Thursday 21 August 2008

Classroom Doodles

I’m a horrible student. That goes without saying.

In class I only do three things…
mostly, do three things, and that is to draw (on the tables, or on any scrap of paper with blank spaces), to daydream (also applies to staring at people and wondering if their hairs will curl and start strangling the people next to them) and lastly to write, or doodle, in a notebook.

(I also have the tendency to sleep through classes, and while most embarrassing, also most justifiable since I only do it when I’m dead sleepy).

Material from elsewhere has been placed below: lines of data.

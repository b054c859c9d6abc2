//! Issue Split.
//!
//! Routes the decoded instruction to one of the two execution paths. Neither
//! function ever stalls: both downstream buffers are drained earlier in the
//! same cycle.

use tracing::trace;

use crate::core::Cpu;

/// Moves a load from the decode buffer into the load buffer.
///
/// Leaves the decode buffer untouched when it holds an ALU instruction.
pub fn issue_load_stage(cpu: &mut Cpu) {
    if let Some(entry) = cpu.latches.decode.take_if(|e| e.opcode.is_load()) {
        trace!(rd = entry.rd, "issue load");
        cpu.latches.load = Some(entry);
    }
}

/// Moves an ALU instruction from the decode buffer into the ALU buffer.
///
/// Leaves the decode buffer untouched when it holds a load.
pub fn issue_alu_stage(cpu: &mut Cpu) {
    if let Some(entry) = cpu.latches.decode.take_if(|e| !e.opcode.is_load()) {
        trace!(opcode = %entry.opcode, rd = entry.rd, "issue alu");
        cpu.latches.alu = Some(entry);
    }
}
//! Register File with Busy Flags.
//!
//! This module provides the `RegisterFile` struct holding the eight architectural
//! registers. It provides:
//! 1. **Storage:** An integer value per register.
//! 2. **Hazard State:** A busy flag per register, set when decode claims the register
//!    as a pending destination and cleared when writeback commits into it.
//! 3. **Observability:** Read-only iteration for snapshots and debugging.

use crate::common::constants::NUM_REGS;

/// A single architectural register.
#[derive(Clone, Copy, Debug, Default, PartialEq, Eq)]
pub struct Register {
    /// Current committed value.
    pub value: i32,
    /// Set while an in-flight instruction owes this register a result.
    pub busy: bool,
}

/// The eight-entry register file.
///
/// Values only change through [`commit`](Self::commit) once simulation starts;
/// [`write`](Self::write) exists for loading the initial state.
#[derive(Clone, Debug, Default, PartialEq, Eq)]
pub struct RegisterFile {
    regs: [Register; NUM_REGS],
}

impl RegisterFile {
    /// Creates a register file with every register zero and not busy.
    pub fn new() -> Self {
        Self::default()
    }

    /// Creates a register file from initial values, all registers not busy.
    pub fn from_values(values: [i32; NUM_REGS]) -> Self {
        Self {
            regs: values.map(|value| Register { value, busy: false }),
        }
    }

    /// Reads the committed value of register `idx`.
    ///
    /// # Panics
    ///
    /// Panics if `idx >= NUM_REGS`. Register indices are validated when
    /// instructions are parsed.
    pub fn read(&self, idx: usize) -> i32 {
        self.regs[idx].value
    }

    /// Overwrites the value of register `idx` without touching its busy flag.
    ///
    /// Used to load initial state before the first cycle.
    pub fn write(&mut self, idx: usize, val: i32) {
        self.regs[idx].value = val;
    }

    /// Returns whether register `idx` has a write pending.
    pub fn is_busy(&self, idx: usize) -> bool {
        self.regs[idx].busy
    }

    /// Claims register `idx` as the destination of an in-flight instruction.
    pub fn set_busy(&mut self, idx: usize) {
        self.regs[idx].busy = true;
    }

    /// Commits a result into register `idx` and releases its busy flag.
    pub fn commit(&mut self, idx: usize, val: i32) {
        self.regs[idx] = Register {
            value: val,
            busy: false,
        };
    }

    /// Returns a copy of register `idx`.
    pub fn get(&self, idx: usize) -> Register {
        self.regs[idx]
    }

    /// Returns all registers in index order.
    pub fn registers(&self) -> [Register; NUM_REGS] {
        self.regs
    }

    /// Number of registers currently marked busy.
    pub fn busy_count(&self) -> usize {
        self.regs.iter().filter(|r| r.busy).count()
    }

    /// Iterates over the registers in index order.
    pub fn iter(&self) -> impl Iterator<Item = &Register> {
        self.regs.iter()
    }
}
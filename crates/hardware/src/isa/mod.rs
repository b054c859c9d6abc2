//! Instruction Set Definitions.
//!
//! Contains the opcode set and the textual instruction format the simulator
//! consumes. Instructions are never encoded to binary; the bracketed tuple
//! `<OPCODE,Rd,Rs,Rt>` is the only representation.
//!
//! # Opcodes
//!
//! * `ADD`, `SUB`, `AND`, `OR`: register-register ALU operations.
//! * `LD`: load from data memory at `Rs + Rt`.

/// Opcodes and the decoded instruction type.
pub mod instruction;

/// Bracketed tuple syntax shared by all input streams.
pub mod tuple;

pub use instruction::{AluOp, Instruction, Opcode};
//! Configuration system for the pipeline simulator.
//!
//! This module defines all configuration structures used to parameterize
//! the simulator. It provides:
//! 1. **Defaults:** Baseline machine constants (queue capacity, cycle watchdog, file names).
//! 2. **Structures:** Hierarchical config for general, I/O and pipeline settings.
//! 3. **Loading:** JSON parsing via `serde_json`, with every field optional.
//!
//! Configuration is supplied as JSON through `--config` on the command line, or
//! use `Config::default()` to reproduce the fixed machine.

use std::fs;
use std::path::{Path, PathBuf};

use serde::Deserialize;

use crate::common::error::SimError;

/// Default configuration constants for the simulator.
///
/// These values define the baseline machine when not explicitly overridden
/// in a JSON configuration file.
mod defaults {
    pub use crate::common::constants::{
        DEFAULT_DATA_MEMORY_FILE, DEFAULT_INSTRUCTION_FILE, DEFAULT_MAX_CYCLES,
        DEFAULT_OUTPUT_FILE, DEFAULT_REGISTER_FILE, INSTRUCTION_QUEUE_CAPACITY,
    };
}

/// Top-level simulator configuration.
///
/// # Examples
///
/// ```
/// use mipsim_core::config::Config;
///
/// let json = r#"{
///     "general": {
///         "max_cycles": 500
///     },
///     "pipeline": {
///         "queue_capacity": 4,
///         "stall_on_busy_destination": false
///     }
/// }"#;
///
/// let config = Config::from_json(json).unwrap();
/// assert_eq!(config.general.max_cycles, 500);
/// assert!(!config.general.trace_stages);
/// assert_eq!(config.pipeline.queue_capacity, 4);
/// assert_eq!(config.io.output.to_str(), Some("simulation.txt"));
/// ```
#[derive(Debug, Clone, Default, Deserialize)]
pub struct Config {
    /// General simulation settings
    #[serde(default)]
    pub general: GeneralConfig,
    /// Input and output file locations
    #[serde(default)]
    pub io: IoConfig,
    /// Pipeline sizing and hazard policy
    #[serde(default)]
    pub pipeline: PipelineConfig,
}

impl Config {
    /// Parses a configuration from a JSON document.
    ///
    /// Missing sections and fields take their defaults.
    pub fn from_json(json: &str) -> Result<Self, SimError> {
        Ok(serde_json::from_str(json)?)
    }

    /// Reads and parses a JSON configuration file.
    ///
    /// # Returns
    ///
    /// [`SimError::SourceUnavailable`] if the file cannot be read, or
    /// [`SimError::Config`] if it is not a valid configuration.
    pub fn from_file(path: impl AsRef<Path>) -> Result<Self, SimError> {
        let path = path.as_ref();
        let text = fs::read_to_string(path).map_err(|source| SimError::SourceUnavailable {
            path: path.to_path_buf(),
            source,
        })?;
        Self::from_json(&text)
    }
}

/// General simulation settings and options.
#[derive(Debug, Clone, Deserialize)]
pub struct GeneralConfig {
    /// Enable per-stage trace logging
    #[serde(default)]
    pub trace_stages: bool,

    /// Abort the run if the pipeline has not drained after this many cycles
    #[serde(default = "GeneralConfig::default_max_cycles")]
    pub max_cycles: u64,
}

impl GeneralConfig {
    /// Returns the default cycle watchdog.
    fn default_max_cycles() -> u64 {
        defaults::DEFAULT_MAX_CYCLES
    }
}

impl Default for GeneralConfig {
    fn default() -> Self {
        Self {
            trace_stages: false,
            max_cycles: defaults::DEFAULT_MAX_CYCLES,
        }
    }
}

/// Input and output file locations.
///
/// The defaults are the traditional file names in the working directory.
#[derive(Debug, Clone, Deserialize)]
pub struct IoConfig {
    /// Program file, one `<OPCODE,Rd,Rs,Rt>` per line
    #[serde(default = "IoConfig::default_instructions")]
    pub instructions: PathBuf,

    /// Initial register values, one `<Rn,value>` per line
    #[serde(default = "IoConfig::default_registers")]
    pub registers: PathBuf,

    /// Initial data memory, one `<addr,value>` per line
    #[serde(default = "IoConfig::default_data_memory")]
    pub data_memory: PathBuf,

    /// Per-cycle dump destination
    #[serde(default = "IoConfig::default_output")]
    pub output: PathBuf,
}

impl IoConfig {
    /// Returns the default program file.
    fn default_instructions() -> PathBuf {
        PathBuf::from(defaults::DEFAULT_INSTRUCTION_FILE)
    }

    /// Returns the default register file.
    fn default_registers() -> PathBuf {
        PathBuf::from(defaults::DEFAULT_REGISTER_FILE)
    }

    /// Returns the default data memory file.
    fn default_data_memory() -> PathBuf {
        PathBuf::from(defaults::DEFAULT_DATA_MEMORY_FILE)
    }

    /// Returns the default output file.
    fn default_output() -> PathBuf {
        PathBuf::from(defaults::DEFAULT_OUTPUT_FILE)
    }
}

impl Default for IoConfig {
    fn default() -> Self {
        Self {
            instructions: Self::default_instructions(),
            registers: Self::default_registers(),
            data_memory: Self::default_data_memory(),
            output: Self::default_output(),
        }
    }
}

/// Pipeline sizing and hazard policy.
#[derive(Debug, Clone, Deserialize)]
pub struct PipelineConfig {
    /// Maximum number of instructions held in the instruction queue
    #[serde(default = "PipelineConfig::default_queue_capacity")]
    pub queue_capacity: usize,

    /// Stall decode when the destination register already has a write in flight
    #[serde(default = "PipelineConfig::default_stall_on_busy_destination")]
    pub stall_on_busy_destination: bool,
}

impl PipelineConfig {
    /// Returns the default instruction queue capacity.
    fn default_queue_capacity() -> usize {
        defaults::INSTRUCTION_QUEUE_CAPACITY
    }

    /// Destination checking is on so each register has at most one pending writer.
    fn default_stall_on_busy_destination() -> bool {
        true
    }
}

impl Default for PipelineConfig {
    fn default() -> Self {
        Self {
            queue_capacity: defaults::INSTRUCTION_QUEUE_CAPACITY,
            stall_on_busy_destination: true,
        }
    }
}
//! Pipeline latch structures for inter-stage communication.
//!
//! This module defines the entry types carried between the pipeline stages:
//! Queue → Decode buffer → {ALU buffer | Load buffer → Address buffer} → Result buffer.
//!
//! 1. **Instruction Flow:** Every buffer is an owned `Option`, moved out by the
//!    consuming stage with `take()`, so no entry is ever aliased by two stages.
//! 2. **Operand Capture:** Source values are resolved once at decode and carried
//!    by value; later stages never re-read the register file.
//! 3. **Dual Completion:** The result buffer has one slot per completion path so a
//!    load and an ALU result can retire in the same cycle.

use crate::core::pipeline::traits::PipelineLatch;
use crate::isa::Opcode;

/// Entry in the decode, ALU and load buffers.
///
/// An instruction after decode: opcode, destination, and both source values
/// as they were in the register file when it left the queue.
#[derive(Clone, Copy, Debug, PartialEq, Eq)]
pub struct IssueEntry {
    /// Operation to perform.
    pub opcode: Opcode,
    /// Destination register index.
    pub rd: usize,
    /// Value read from the first source register.
    pub v1: i32,
    /// Value read from the second source register.
    pub v2: i32,
}

/// Entry in the address buffer (address calculation to load).
#[derive(Clone, Copy, Debug, PartialEq, Eq)]
pub struct AddressEntry {
    /// Destination register index.
    pub rd: usize,
    /// Effective data memory address.
    pub address: i32,
}

/// Entry in one of the result slots (awaiting writeback).
#[derive(Clone, Copy, Debug, PartialEq, Eq)]
pub struct ResultEntry {
    /// Destination register index.
    pub rd: usize,
    /// Value to commit.
    pub value: i32,
}

/// The two-slot result buffer feeding writeback.
///
/// Writeback drains `load` before `alu`; both may retire in one cycle.
#[derive(Clone, Copy, Debug, Default, PartialEq, Eq)]
pub struct ResultBuffer {
    /// Slot written by the load stage.
    pub load: Option<ResultEntry>,
    /// Slot written by the ALU stage.
    pub alu: Option<ResultEntry>,
}

impl ResultBuffer {
    /// Occupied slots in writeback priority order (load first).
    pub fn entries(&self) -> impl Iterator<Item = &ResultEntry> {
        self.load.iter().chain(self.alu.iter())
    }
}

impl PipelineLatch for ResultBuffer {
    fn flush(&mut self) {
        self.load = None;
        self.alu = None;
    }

    fn is_empty(&self) -> bool {
        self.load.is_none() && self.alu.is_none()
    }
}

/// Every buffer between the instruction queue and the register file.
#[derive(Clone, Debug, Default, PartialEq, Eq)]
pub struct PipelineLatches {
    /// Decode buffer (INB): decode → issue.
    pub decode: Option<IssueEntry>,
    /// ALU buffer (AIB): issue → ALU.
    pub alu: Option<IssueEntry>,
    /// Load buffer (LIB): issue → address calculation.
    pub load: Option<IssueEntry>,
    /// Address buffer (ADB): address calculation → load.
    pub address: Option<AddressEntry>,
    /// Result buffer (REB): ALU / load → writeback.
    pub result: ResultBuffer,
}

impl PipelineLatches {
    /// Destination registers of every in-flight instruction, in pipeline order
    /// from youngest (decode) to oldest (result buffer).
    pub fn pending_destinations(&self) -> Vec<usize> {
        let issue = [self.decode, self.alu, self.load];
        issue
            .iter()
            .flatten()
            .map(|e| e.rd)
            .chain(self.address.iter().map(|e| e.rd))
            .chain(self.result.entries().map(|e| e.rd))
            .collect()
    }
}

impl PipelineLatch for PipelineLatches {
    fn flush(&mut self) {
        self.decode.flush();
        self.alu.flush();
        self.load.flush();
        self.address.flush();
        self.result.flush();
    }

    fn is_empty(&self) -> bool {
        self.decode.is_empty()
            && self.alu.is_empty()
            && self.load.is_empty()
            && self.address.is_empty()
            && self.result.is_empty()
    }
}
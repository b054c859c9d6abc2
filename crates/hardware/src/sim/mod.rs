//! Simulation driver, input loading and output.
//!
//! Provides the loaders that build the initial machine from text, the driver
//! that runs it, and the snapshot types and sinks that record each cycle.

/// Text input parsing and initial state.
pub mod loader;

/// Cycle driver.
pub mod simulator;

/// Snapshot consumers.
pub mod sink;

/// Per-cycle state copies and the dump format.
pub mod snapshot;

pub use simulator::Simulator;
pub use sink::{TraceSink, VecSink, WriterSink};
pub use snapshot::Snapshot;
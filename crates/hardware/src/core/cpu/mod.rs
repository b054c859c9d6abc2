//! CPU State Definition and Initialization.
//!
//! This module defines the central `Cpu` structure, which serves as the container for the
//! entire machine state. It holds:
//! 1. **Architectural State:** The register file (values and busy flags) and data memory.
//! 2. **Front End:** The bounded instruction queue feeding decode.
//! 3. **Pipeline State:** Every inter-stage buffer.
//! 4. **Statistics:** Counters updated by the stages as they run.
//!
//! Stage functions receive `&mut Cpu`; nothing else owns machine state.

use crate::common::RegisterFile;
use crate::common::error::SimError;
use crate::config::Config;
use crate::core::arch::memory::DataMemory;
use crate::core::arch::queue::InstructionQueue;
use crate::core::pipeline::engine;
use crate::core::pipeline::latches::PipelineLatches;
use crate::core::pipeline::traits::PipelineLatch;
use crate::stats::SimStats;

/// Main CPU structure containing all machine state.
#[derive(Clone, Debug)]
pub struct Cpu {
    /// General purpose registers with busy flags.
    pub regs: RegisterFile,
    /// Eight-word data memory.
    pub dmem: DataMemory,
    /// Instructions not yet decoded, oldest first.
    pub queue: InstructionQueue,
    /// Inter-stage buffers.
    pub latches: PipelineLatches,
    /// Performance counters.
    pub stats: SimStats,
    /// When set, decode also stalls on a busy destination register.
    pub stall_on_busy_destination: bool,
}

impl Cpu {
    /// Creates an idle CPU: zeroed registers and memory, empty queue and buffers.
    ///
    /// # Arguments
    ///
    /// * `config` - Supplies the queue capacity and hazard policy.
    pub fn new(config: &Config) -> Self {
        Self {
            regs: RegisterFile::new(),
            dmem: DataMemory::new(),
            queue: InstructionQueue::new(config.pipeline.queue_capacity),
            latches: PipelineLatches::default(),
            stats: SimStats::default(),
            stall_on_busy_destination: config.pipeline.stall_on_busy_destination,
        }
    }

    /// Advances the pipeline by one cycle.
    pub fn tick(&mut self) -> Result<(), SimError> {
        engine::tick(self)
    }

    /// Returns `true` once the queue and every buffer are empty.
    pub fn is_drained(&self) -> bool {
        self.queue.is_empty() && self.latches.is_empty()
    }
}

Sometimes I write mini-stories, something that would fit in one page (there’re also micro-stories, and they’re roughly 50 words long or so); this is a practice that was introduced to me back during Creative Writing classes (my lecturer and tutor, miss Annie Tan, had made it delightfully interesting. She dropped by sometime ago and commented on Walrus story, and I can’t thank her enough for her teachings).

The first exercise we had in class was to write a 1-minute long short story to be read in class; the story should only last one minute when read. I wrote something about a man and a cockroach; I had hoped to type it down sometime, or make it longer, but every time I sat down for it, it slips away and parks at a corner. I had given up since, but the written copy is still with me, though I had lost the crumpled-up version a long time ago.

Still, I occasionally find the urge to write something down that’s only one page long, and that is normally a challenge for me, since I’m as long winded as old highways used to be. They never normally make sense, and some of them I mix up and throw into other stories. But they’re very fun to write, especially when class gets boring.

Here’s two most recent ones, and I put it here before I lost my notebook, which is bound to happen. Someday they might be part of something longer, but while they’re here, I better let them out and play.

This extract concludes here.